Some Mining ETFs Are On Shaky Ground

Some Mining ETFs Are On Shaky Ground

The materials sector is one of the smallest sector weights in the S&P 500, but that status is not preventing the group from turning in a solid showing in 2017. The Materials Select Sector SPDR (NYSEARCA: XLB), the largest materials exchange traded fund by assets, is up more than 13 percent year-to-date.


Drilling down into the broader materials sector, some analysts see weakness afoot for metals and mining equities. Broadly speaking, ETFs tracking such stocks have been laggards this year, as highlighted by a mere 5.3 percent year-to-date gain for the SPDR S&P Metals and Mining ETF (NYSEARCA: XME).


XME provides equal-weight exposure to miners of gold and silver as well industrial metals miners and producers, meaning the ETF is also exposed to demand trends for the likes of aluminum and copper, among other metals.


Of Course It's About China


As the world's largest commodities consumer, China remains a key driver of price action in ETFs like XME. That may be alright for now, but some analysts believe that theme could be a problem in the not-too-distant future.


“With few exceptions, we continue to see mined commodity and miner share prices as overvalued, propped up by Chinese stimulus,” said Morningstar in a recent research note. “Iron ore's relative buoyancy since early 2016 is emblematic of most industrial commodities.” 


There are signs that China's ability to prop up demand for industrial metals could be weakening, which could signal downside for ETFs such as XME.


“We do not expect this to last,” said Morningstar. “With China's credit growth slowing, we continue to expect mined commodity prices in general, and particularly iron ore, to fall materially and for share prices to follow. Miners we cover are generally substantially overvalued, and few trade in line with our fair value estimates.”


More About XME


XME holds just 29 stocks, about 18 percent of which are gold and silver miners.
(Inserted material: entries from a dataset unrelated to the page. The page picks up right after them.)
//! IntelX Client - Search orchestration for the IntelX intelligence-search API.
//!
//! This crate starts asynchronous searches against remote data buckets,
//! polls them to completion under the service's status-code state machine,
//! resolves phonebook selectors, rebuilds file trees of container items and
//! queries the identity service for breached accounts.
//!
//! # Features
//!
//! - **Polling state machine**: explicit `INIT -> POLLING -> terminal` steps
//!   with timeout and cancellation guards
//! - **Offset pagination**: each poll asks for entries beyond those held,
//!   with deduplication and truncation at the result cap
//! - **Process-wide rate limiting**: one shared limiter spaces every call
//! - **Pluggable transport**: reqwest in production, scripted in tests
//!
//! # Example
//!
//! ```rust,no_run
//! use intelx_client::{IntelxClient, SearchRequest, SearchState};
//!
//! # async fn example() -> Result<(), Box<dyn std::error::Error>> {
//! let client = IntelxClient::new(std::env::var("INTELX_API_KEY")?)?;
//!
//! let request = SearchRequest::new("test@example.com")
//!     .with_bucket("pastes")
//!     .with_max_results(5)
//!     .with_timeout_secs(10);
//!
//! let outcome = client.search(&request).await?;
//! if outcome.state == SearchState::TimedOut {
//!     println!("partial results");
//! }
//! for (bucket, count) in client.search_stats(&outcome.records) {
//!     println!("{bucket}: {count}");
//! }
//! # Ok(())
//! # }
//! ```

#![warn(missing_docs)]
#![warn(clippy::all)]
#![warn(clippy::pedantic)]
#![allow(clippy::module_name_repetitions)]
#![allow(clippy::missing_errors_doc)]
#![allow(clippy::missing_panics_doc)]

pub mod client;
pub mod error;
pub mod files;
pub mod identity;
pub mod orchestrator;
pub mod phonebook;
pub mod rate_limit;
pub mod session;
pub mod transport;
pub mod tree;
pub mod types;

// Re-export commonly used types
pub use client::IntelxClient;
pub use error::{Result, SearchError};
pub use files::{search_stats, FileService};
pub use identity::{
    Account, AccountExport, IdentityClient, IdentityRecord, IdentityRequest, IdentitySearch,
};
pub use orchestrator::SearchOrchestrator;
pub use phonebook::{
    selector_values, PhonebookEntry, PhonebookRequest, PhonebookResolver, PhonebookSearch,
};
pub use rate_limit::{RateLimiter, RatePermit};
pub use session::{
    IntelligentSearch, SearchKind, SearchLimits, SearchOutcome, SearchSession, SearchState,
};
pub use transport::{
    ApiClient, ApiRequest, HttpTransport, Method, RateLimitedTransport, Transport,
};
pub use tree::{build_forest, TreeBranch, TreeNode, TreeReconstructor};
pub use types::{Record, SearchRequest};

pub use intelx_core::{
    ClientConfig, ContentType, FileFormat, MediaType, PhonebookTarget, SearchConfig, SearchStatus,
    SortOrder,
};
While precious metals miners are typically responsive to price trends in those underlying metals, XME's exposure to gold and silver is not enough to obfuscate its potential vulnerability to industrial metals weakness.
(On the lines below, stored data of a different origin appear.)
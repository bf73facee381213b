//! Client configuration.
//!
//! Provides TOML-based configuration with XDG-compliant paths and
//! environment variable overrides. The API key is only ever read from the
//! environment and is never written back to disk.

use crate::error::{ConfigError, ConfigResult};
use directories::ProjectDirs;
use serde::{Deserialize, Serialize};
use std::fs;
use std::path::{Path, PathBuf};
use std::time::Duration;

/// Environment variable holding the API key.
pub const API_KEY_ENV: &str = "INTELX_API_KEY";

/// Environment variable overriding the API base URL.
pub const BASE_URL_ENV: &str = "INTELX_BASE_URL";

/// Environment variable overriding the identity service URL.
pub const IDENTITY_URL_ENV: &str = "INTELX_IDENTITY_URL";

/// Environment variable overriding the minimum spacing between calls.
pub const RATE_LIMIT_ENV: &str = "INTELX_RATE_LIMIT_MS";

/// Minimum spacing between outbound calls, in milliseconds.
pub const DEFAULT_RATE_LIMIT_MS: u64 = 1000;

/// Well-known API hosts.
#[derive(Debug, Clone, Copy, PartialEq, Eq)]
pub enum ApiRoot {
    /// Paid search API
    Main,
    /// Identity/leak lookup service
    Identity,
    /// Public API tier
    Public,
    /// Free API tier
    Free,
}

impl ApiRoot {
    /// Base URL of the host, without a trailing slash.
    #[must_use]
    pub const fn url(self) -> &'static str {
        match self {
            Self::Main => "https://2.intelx.io",
            Self::Identity => "https://3.intelx.io",
            Self::Public => "https://public.intelx.io",
            Self::Free => "https://free.intelx.io",
        }
    }
}

/// Top-level client configuration.
///
/// Loaded from `~/.config/intelx/config.toml` (or platform equivalent).
/// Missing files and missing sections fall back to defaults.
#[derive(Debug, Clone, Default, Serialize, Deserialize)]
#[serde(default)]
pub struct ClientConfig {
    /// Connection settings
    pub api: ApiConfig,
    /// Search behavior settings
    pub search: SearchConfig,
}

impl ClientConfig {
    /// Load configuration from the default path, falling back to defaults.
    pub fn load() -> ConfigResult<Self> {
        Self::load_from(&Self::config_path()?)
    }

    /// Load configuration from an explicit path, falling back to defaults
    /// when the file does not exist.
    pub fn load_from(path: &Path) -> ConfigResult<Self> {
        if path.exists() {
            tracing::debug!("Loading config from {}", path.display());
            let contents = fs::read_to_string(path)?;
            let config = toml::from_str(&contents)?;
            Ok(config)
        } else {
            tracing::debug!("Config file not found, using defaults");
            Ok(Self::default())
        }
    }

    /// Load configuration and apply environment overrides.
    ///
    /// Supports `INTELX_API_KEY`, `INTELX_BASE_URL`, `INTELX_IDENTITY_URL`
    /// and `INTELX_RATE_LIMIT_MS`.
    pub fn load_with_env() -> ConfigResult<Self> {
        let mut config = Self::load()?;
        config.apply_env_overrides(|name| std::env::var(name).ok())?;
        Ok(config)
    }

    /// Apply overrides from a variable lookup. Split out from
    /// [`ClientConfig::load_with_env`] so it can be driven without touching
    /// the process environment.
    pub fn apply_env_overrides<F>(&mut self, lookup: F) -> ConfigResult<()>
    where
        F: Fn(&str) -> Option<String>,
    {
        if let Some(key) = lookup(API_KEY_ENV) {
            let key = key.trim().to_string();
            if !key.is_empty() {
                self.api.api_key = Some(key);
                tracing::debug!("API key taken from {}", API_KEY_ENV);
            }
        }

        if let Some(url) = lookup(BASE_URL_ENV) {
            self.api.base_url = url.trim_end_matches('/').to_string();
            tracing::debug!("Override api.base_url from env: {}", self.api.base_url);
        }

        if let Some(url) = lookup(IDENTITY_URL_ENV) {
            self.api.identity_url = url.trim_end_matches('/').to_string();
            tracing::debug!("Override api.identity_url from env: {}", self.api.identity_url);
        }

        if let Some(val) = lookup(RATE_LIMIT_ENV) {
            self.search.rate_limit_ms = val.parse().map_err(|_| ConfigError::InvalidValue {
                field: RATE_LIMIT_ENV.to_string(),
                reason: format!("expected milliseconds, got '{val}'"),
            })?;
            tracing::debug!(
                "Override search.rate_limit_ms from env: {}",
                self.search.rate_limit_ms
            );
        }

        Ok(())
    }

    /// Save configuration to the default path.
    pub fn save(&self) -> ConfigResult<()> {
        self.save_to(&Self::config_path()?)
    }

    /// Save configuration to an explicit path, creating parent directories.
    pub fn save_to(&self, path: &Path) -> ConfigResult<()> {
        let config_dir = path.parent().ok_or_else(|| ConfigError::InvalidValue {
            field: "config_path".to_string(),
            reason: "no parent directory".to_string(),
        })?;

        fs::create_dir_all(config_dir)?;
        tracing::debug!("Saving config to {}", path.display());

        let contents = toml::to_string_pretty(self)?;
        fs::write(path, contents)?;
        Ok(())
    }

    /// Get the path to the configuration file.
    pub fn config_path() -> ConfigResult<PathBuf> {
        let dirs = ProjectDirs::from("io", "intelx", "intelx").ok_or(ConfigError::NoConfigDir)?;
        Ok(dirs.config_dir().join("config.toml"))
    }

    /// API key, or an error when none was configured.
    pub fn api_key(&self) -> ConfigResult<&str> {
        self.api.api_key.as_deref().ok_or(ConfigError::MissingApiKey)
    }
}

/// Connection settings.
#[derive(Debug, Clone, Serialize, Deserialize)]
#[serde(default)]
pub struct ApiConfig {
    /// Base URL of the search API
    pub base_url: String,
    /// Base URL of the identity service
    pub identity_url: String,
    /// API key (environment only)
    #[serde(skip)]
    pub api_key: Option<String>,
    /// Per-request timeout in seconds
    pub request_timeout_secs: u64,
    /// User agent string
    pub user_agent: String,
}

impl Default for ApiConfig {
    fn default() -> Self {
        Self {
            base_url: ApiRoot::Main.url().to_string(),
            identity_url: ApiRoot::Identity.url().to_string(),
            api_key: None,
            request_timeout_secs: 30,
            user_agent: concat!("intelx-rs/", env!("CARGO_PKG_VERSION")).to_string(),
        }
    }
}

impl ApiConfig {
    /// Per-request timeout as a [`Duration`].
    #[must_use]
    pub fn request_timeout(&self) -> Duration {
        Duration::from_secs(self.request_timeout_secs)
    }
}

/// Search behavior settings.
#[derive(Debug, Clone, Serialize, Deserialize)]
#[serde(default)]
pub struct SearchConfig {
    /// Minimum spacing between outbound calls in milliseconds
    pub rate_limit_ms: u64,
    /// Result cap of requests built by the client
    pub default_max_results: u32,
    /// Polling deadline in seconds of requests built by the client
    pub default_timeout_secs: u64,
    /// Entries requested per tree listing page
    pub tree_page_size: u32,
}

impl Default for SearchConfig {
    fn default() -> Self {
        Self {
            rate_limit_ms: DEFAULT_RATE_LIMIT_MS,
            default_max_results: 100,
            default_timeout_secs: 10,
            tree_page_size: 500,
        }
    }
}

impl SearchConfig {
    /// Rate limit spacing as a [`Duration`].
    #[must_use]
    pub fn rate_limit(&self) -> Duration {
        Duration::from_millis(self.rate_limit_ms)
    }
}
Alone, steel stocks are 47.5 percent of XME's weight, exposing the ETF to metallurgical coal and iron ore demand trends. Aluminum equities account for 11.3 percent of the ETF's roster.


“We forecast a significant deceleration in aluminum demand growth and anticipate that the impact of capacity cuts will prove far overstated,” according to Morningstar. “Accordingly, we forecast a long-term aluminum price of only $1,475 per metric ton (in real terms), nearly 30 percent below current levels.”